Dans une petite ville les langues vont bon train, quand Mademoiselle Veegaete, l’institutrice, vient pour renouveler sa garde robe, c’est l’effervescence car c’est une cliente privilégiée, on sort le service à liséré d’or, les magazines de mode. Ces jours là le narrateur voudrait « être une petite souris qui voit tout et n’oublie rien ».
Parfois on fait des visites « la grand-mère nous avait empaquetés, le grand-père et moi comme une cargaison vivante », l’occasion de découvrir de nouvelles photos : « Une multitude de visages d’hommes (...) Au dessus des têtes, une houle de bras levés »
Ce jour là le narrateur découvre qu’il ressemble à Marcel.
Le même Marcel qui trône dans la vitrine où la grand-mère aligne les photos de tous les morts de la famille. « Dans leurs cadres chic, pareils à de précieux carrosses ils paraissaient faire la queue à la douane ».

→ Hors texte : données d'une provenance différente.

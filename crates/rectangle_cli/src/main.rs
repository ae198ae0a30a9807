//! Manual exercise entry point.
//!
//! # Responsibility
//! - Attempt a fixed sequence of rectangle creations and print each outcome.
//! - List every stored rectangle with its fields at the end.
//!
//! Storage and logging follow `RECTANGLE_*` environment variables.

use log::info;
use rectangle_core::db::open_db_with_config;
use rectangle_core::{
    core_version, init_logging_from_config, CoreConfig, Rectangle, RectangleInput,
    RectangleService, RepoError, SqliteRectangleRepository,
};
use serde_json::json;
use std::error::Error;

fn main() -> Result<(), Box<dyn Error>> {
    let config = CoreConfig::from_env()?;
    init_logging_from_config(&config)?;
    info!(
        "event=cli_start module=cli status=ok version={}",
        core_version()
    );

    let conn = open_db_with_config(&config)?;
    let service = RectangleService::new(SqliteRectangleRepository::new(&conn));

    let attempts = [
        RectangleInput::new(5, 10),
        RectangleInput::new(-5, 10),
        RectangleInput::new(5, json!("10")),
        RectangleInput::new(0, 10),
    ];
    for input in attempts {
        match service.create_from_input(input) {
            Ok(rect) => print_rectangle(&rect),
            Err(RepoError::Validation(err)) => println!("{} error: {err}", err.kind()),
            Err(other) => return Err(other.into()),
        }
    }

    for rect in service.all()? {
        print_rectangle(&rect);
    }
    Ok(())
}

fn print_rectangle(rect: &Rectangle) {
    println!("{rect}");
    for field in rect {
        println!("{field}");
    }
}
use rectangle_core::{
    PositiveDimensions, Rectangle, RectangleInput, RectangleValidationError, ValidationErrorKind,
};
use serde_json::json;

#[test]
fn new_does_not_validate() {
    let rect = Rectangle::new(-5, 0);

    assert_eq!(rect.id, None);
    assert_eq!(rect.length, -5);
    assert_eq!(rect.width, 0);
    assert!(!rect.is_saved());
}

#[test]
fn display_uses_fixed_shape() {
    let rect = Rectangle::new(5, 10);
    assert_eq!(rect.to_string(), "Rectangle (Length: 5, Width: 10)");
}

#[test]
fn fields_yield_length_then_width() {
    let rect = Rectangle::new(5, 10);

    let fields: Vec<_> = rect.fields().map(|f| (f.name, f.value)).collect();
    assert_eq!(fields, vec![("length", 5), ("width", 10)]);
    assert_eq!(rect.fields().len(), 2);
}

#[test]
fn fields_are_restartable() {
    let rect = Rectangle::new(7, 3);

    let first: Vec<_> = rect.fields().collect();
    let second: Vec<_> = (&rect).into_iter().collect();
    assert_eq!(first, second);
}

#[test]
fn fields_serialize_as_single_key_objects() {
    let rect = Rectangle::new(5, 10);

    let json = serde_json::to_value(rect.fields().collect::<Vec<_>>()).unwrap();
    assert_eq!(json, json!([{ "length": 5 }, { "width": 10 }]));

    let printed: Vec<String> = rect.fields().map(|f| f.to_string()).collect();
    assert_eq!(printed, vec!["{'length': 5}", "{'width': 10}"]);
}

#[test]
fn validate_rejects_non_positive_dimensions() {
    for (length, width) in [(0, 10), (-5, 10), (5, 0), (5, -1)] {
        let err = Rectangle::new(length, width).validate().unwrap_err();
        assert_eq!(err, RectangleValidationError::NonPositive { length, width });
        assert_eq!(err.kind(), ValidationErrorKind::Value);
        assert_eq!(err.to_string(), "Length and width must be positive.");
    }
}

#[test]
fn validate_returns_positive_dimensions() {
    let dims = Rectangle::new(1, 2).validate().unwrap();
    assert_eq!(dims, PositiveDimensions::new(1, 2).unwrap());
    assert_eq!((dims.length(), dims.width()), (1, 2));
}

#[test]
fn input_rejects_non_integral_values() {
    let cases = [
        RectangleInput::new(5, "10"),
        RectangleInput::new(5.0, 10),
        RectangleInput::new(5, true),
        RectangleInput::new(json!(null), 10),
    ];

    for input in cases {
        let err = Rectangle::try_from(input).unwrap_err();
        assert_eq!(err, RectangleValidationError::NotInteger);
        assert_eq!(err.kind(), ValidationErrorKind::Type);
        assert_eq!(err.to_string(), "Length and width must be integers.");
    }
}

#[test]
fn type_check_dominates_value_check() {
    let err = Rectangle::try_from(RectangleInput::new(0, "10")).unwrap_err();
    assert_eq!(err.kind(), ValidationErrorKind::Type);
}

#[test]
fn input_accepts_non_positive_integers_without_value_check() {
    let rect = Rectangle::try_from(RectangleInput::new(-5, 10)).unwrap();
    assert_eq!((rect.length, rect.width), (-5, 10));
}

#[test]
fn deserialize_runs_type_check() {
    let rect: Rectangle =
        serde_json::from_value(json!({ "id": 3, "length": 5, "width": 10 })).unwrap();
    assert_eq!(rect.id, Some(3));
    assert_eq!(rect.to_string(), "Rectangle (Length: 5, Width: 10)");

    let err = serde_json::from_value::<Rectangle>(json!({ "length": 5, "width": "10" }))
        .unwrap_err();
    assert!(
        err.to_string().contains("Length and width must be integers."),
        "unexpected error: {err}"
    );

    let err = serde_json::from_value::<Rectangle>(json!({ "length": 5 })).unwrap_err();
    assert!(err.to_string().contains("must be integers"));
}

#[test]
fn serialization_uses_expected_wire_fields() {
    let mut rect = Rectangle::new(5, 10);
    rect.id = Some(1);

    let json = serde_json::to_value(&rect).unwrap();
    assert_eq!(json, json!({ "id": 1, "length": 5, "width": 10 }));

    let decoded: Rectangle = serde_json::from_value(json).unwrap();
    assert_eq!(decoded, rect);
}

Une kyrielle de tantes, d’oncles, tous disparus. Chaque photo raconte une histoire. Andréa époussette les cadres avec soin, elle va entretenir leurs tombes au cimetière. Elle raconte sans se lasser l’histoire de chacun. Sauf pour Marcel, parce que,Marcel, si il y a bien sa photo dans la vitrine, il n’y a aucune tombe à fleurir au cimetière et personne ne connaît la date de sa mort.
L’enfant aime le grenier et tout ce qu’il y trouve, c’est sa curiosité qui va déclencher la tempête, quand pour un travail scolaire il se sert d’une lettre ornée d’un aigle magnifique...
Les héritiers !
Un roman court, sobre et habile pour restituer cette part de l’histoire longtemps cachée. Le monde de l’enfance est décrit avec virtuosité et est empreint de trendresse mais le passé que l’auteur explore à travers ce récit est plein de culpabilité et de honte.
Voici ce que dit l’auteur dans une interview :
« Marcel était pour moi l'occasion de m'exprimer en tant qu'arrière-petit-neveu d'un collaborateur mort en Russie, sur le front de l'Est. Âgés de vingt ans, mes grands-parents ont sympathisé avec les Allemands. Ce passé a marqué mon enfance, même si je suis né vingt ans après la fin de la guerre.» © La Libre Belgique 2003
La langue est superbe et la traduction a value à Marie Hooghe un prix bien mérité.
Si le sujet vous intéresse retrouvez chez JEA plusieurs articles ici et là
Le livre : Marcel - Erwin Mortier - Traduit du néerlandais (Flandres) par Marie Hooghe - Editions Fayard
L'auteur :
Né en 1965, en Belgique (Flandre), Erwin Mortier est écrivain, journaliste et historien d'art. Il est l'auteur deMarcel (Fayard, 2003, prix de traduction Amédée Pichot 2003), Ma deuxième peau (Fayard, 2004), Temps de pose(Fayard, 2005) et Les Dix Doigts des jours (Fayard, 2007), tous traduits du néerlandais par Marie Hooghe.